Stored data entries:
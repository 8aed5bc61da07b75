use crate::error::Result;
use crate::rules::RuleSet;
use log;
use std::path::{Path, PathBuf};
use walkdir::WalkDir;

/// Recursively enumerates every included file under `project_root`.
///
/// Rules are tested against the path relative to the project root.
/// Output order is directory-listing order, not sorted; downstream
/// consumers must not assume lexical order. Any walk error is fatal,
/// since a partial file list would silently under-report the project.
pub fn enumerate_files(project_root: &Path, rules: &RuleSet) -> Result<Vec<PathBuf>> {
    log::info!("Walking project directory: {}", project_root.display());
    let mut included = Vec::new();

    // Symlinks are not followed, which is what keeps a cyclic
    // filesystem from hanging the walk.
    for entry_result in WalkDir::new(project_root).follow_links(false) {
        let entry = entry_result?;
        if entry.file_type().is_dir() {
            continue;
        }
        let path = entry.path();
        let relative = path.strip_prefix(project_root).unwrap_or(path);
        if rules.is_included(relative) {
            log::trace!("Including file: {}", relative.display());
            included.push(path.to_path_buf());
        } else {
            log::trace!("Excluding file: {}", relative.display());
        }
    }

    log::info!("Walk complete. {} files included.", included.len());
    Ok(included)
}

▶ [TASK OBJECTIVE]: Pull out each record as written and restate it exactly.

▶ [OUTPUT FOR THIS EXERCISE]:
repository 8aed5bc61da07b75
use crate::error::Result;
use crate::rules::RuleSet;
use log;
use std::path::{Path, PathBuf};
use walkdir::WalkDir;

/// Recursively enumerates every included file under `project_root`.
///
/// Rules are tested against the path relative to the project root.
/// Output order is directory-listing order, not sorted; downstream
/// consumers must not assume lexical order. Any walk error is fatal,
/// since a partial file list would silently under-report the project.
pub fn enumerate_files(project_root: &Path, rules: &RuleSet) -> Result<Vec<PathBuf>> {
    log::info!("Walking project directory: {}", project_root.display());
    let mut included = Vec::new();

    // Symlinks are not followed, which is what keeps a cyclic
    // filesystem from hanging the walk.
    for entry_result in WalkDir::new(project_root).follow_links(false) {
        let entry = entry_result?;
        if entry.file_type().is_dir() {
            continue;
        }
        let path = entry.path();
        let relative = path.strip_prefix(project_root).unwrap_or(path);
        if rules.is_included(relative) {
            log::trace!("Including file: {}", relative.display());
            included.push(path.to_path_buf());
        } else {
            log::trace!("Excluding file: {}", relative.display());
        }
    }

    log::info!("Walk complete. {} files included.", included.len());
    Ok(included)
}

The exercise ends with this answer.